Il était à ses yeux précisément l’homme qu’il aurait tant voulu être, celui qui soumet à l’examen de la raison toutes les manifestations de la vie, pour qui seul compte ce qui est rationnel et qui sait appliquer à tout le critère de la raison. […] Tout était bien, tout était parfait, une chose seulement troublait le prince André : c’était le regard de Speranski, froid comme un miroir, qui ne laissait pénétrer dans son âme, et sa main blanche et douce qu’il regardait malgré lui comme on regarde d’habitude les mains de ceux qui sont au pouvoir. Ce regard froid comme un miroir et cette main douce l’irritaient sans qu’il sût pourquoi. Il usait de toutes les ressources du raisonnement, à l’exception de la comparaison […]. Bref, le trait principal de l’intelligence de Speranski et qui frappait le plus le prince André était une foi absolue, inébranlable en la puissance et les droits de la raison. On voyait que jamais l’idée, familière au prince André, qu’il n’est pas possible d’exprimer tout ce que l’on pense ne pouvait effleurer l’esprit de Speranski, et que jamais il ne s’était demandé si tout ce qu’il pensait et tout ce en quoi il croyait n’était pas absurde. (p. 699, chap. VI)
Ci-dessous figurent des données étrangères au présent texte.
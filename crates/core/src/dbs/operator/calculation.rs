use crate::ctx::Context;
use crate::dbs::operator::{evaluate, OperatorBase};
use crate::dbs::{Block, RegisterId};
use crate::err::Error;
use crate::plan::Expression;
use crate::val::{Json, Value};

/// Evaluates an expression per row into the designated output register.
///
/// Two fast paths avoid the evaluator entirely: a pure register reference
/// copies by reference and shares the collection pointer, and a constant
/// is materialized once and shared across the batch. A conditional
/// calculation emits null for rows whose condition register is false.
pub(crate) struct CalculationOperator {
	pub(crate) base: OperatorBase,
	expression: Expression,
	out_reg: RegisterId,
	condition_reg: Option<RegisterId>,
}

impl CalculationOperator {
	pub(crate) fn new(
		base: OperatorBase,
		expression: Expression,
		out_reg: RegisterId,
		condition_reg: Option<RegisterId>,
	) -> Self {
		Self {
			base,
			expression,
			out_reg,
			condition_reg,
		}
	}

	pub(crate) async fn get_or_skip_some(
		&mut self,
		ctx: &Context,
		at_least: usize,
		at_most: usize,
		skipping: bool,
	) -> Result<(Option<Block>, usize), Error> {
		let (block, count) = self.base.produce(ctx, at_least, at_most, skipping).await?;
		let Some(mut block) = block else {
			return Ok((None, count));
		};
		self.apply(ctx, &mut block)?;
		Ok((Some(block), count))
	}

	fn apply(&self, ctx: &Context, block: &mut Block) -> Result<(), Error> {
		match &self.expression {
			Expression::Reference {
				reg,
			} => {
				// Copy the source register by reference and share its
				// collection pointer
				let reg = *reg;
				if let Some(col) = block.col(reg).cloned() {
					block.set_col(self.out_reg, col);
				}
				for row in 0..block.rows() {
					ctx.check()?;
					if !self.condition_holds(block, row) {
						block.set(row, self.out_reg, Value::Json(Json::Null));
						continue;
					}
					if let Some(id) = block.id_at(row, reg) {
						block.share(row, self.out_reg, id);
					}
				}
			}
			Expression::Constant {
				value,
			} => {
				let mut shared = None;
				for row in 0..block.rows() {
					ctx.check()?;
					if !self.condition_holds(block, row) {
						block.set(row, self.out_reg, Value::Json(Json::Null));
						continue;
					}
					match shared {
						Some(id) => block.share(row, self.out_reg, id),
						None => {
							shared =
								Some(block.set(row, self.out_reg, Value::Json(value.clone())));
						}
					}
				}
			}
			Expression::Compiled {
				..
			} => {
				// Compiled caches are bound per node; in cluster mode they
				// must be dropped before and after the batch
				if ctx.is_cluster() {
					ctx.evaluator()?.invalidate();
				}
				let user_code = self.expression.may_run_user_code();
				let _scope = user_code.then(|| ctx.expression_scope());
				let mut results = Vec::with_capacity(block.rows());
				for row in 0..block.rows() {
					ctx.check()?;
					if !self.condition_holds(block, row) {
						results.push(Value::Json(Json::Null));
						continue;
					}
					results.push(evaluate(ctx, &self.expression, block.row(row))?);
				}
				for (row, value) in results.into_iter().enumerate() {
					block.set(row, self.out_reg, value);
				}
				drop(_scope);
				if ctx.is_cluster() {
					ctx.evaluator()?.invalidate();
				}
			}
		}
		Ok(())
	}

	fn condition_holds(&self, block: &Block, row: usize) -> bool {
		match self.condition_reg {
			None => true,
			Some(reg) => block.get(row, reg).map(Value::is_truthy).unwrap_or(false),
		}
	}
}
Le prince André écoutait ce récit de l’inauguration du Conseil d’Empire qu’il avait attendue avec tant d’impatience et à laquelle il attachait tant d’importance, et il s’étonnait que, maintenant que cet événement était accompli, non seulement il ne l’émût pas mais lui parût plus qu’insignifiant. Il accueillit avec une discrète ironie le récit enthousiaste de Bitzki. Une idée des plus simples lui venait à l’esprit : « Qu’importe à Bitzki et à moi, que nous importe à tous ce qu’il a plu à l’empereur de dire au Conseil ? Tout cela peut-il me rendre meilleur et plus heureux ? » (p. 746, chap. XVIII)
Il n’y avait rien de blâmable ou de déplacé dans ce qu’ils disaient, tout était spirituel et aurait pu être drôle ; mais non seulement il y manquait cet on-ne-sait-quoi qui fait précisément le sel de la gaieté, mais ils n’en soupçonnaient même pas l’existence. (p. 749, chap. XVIII)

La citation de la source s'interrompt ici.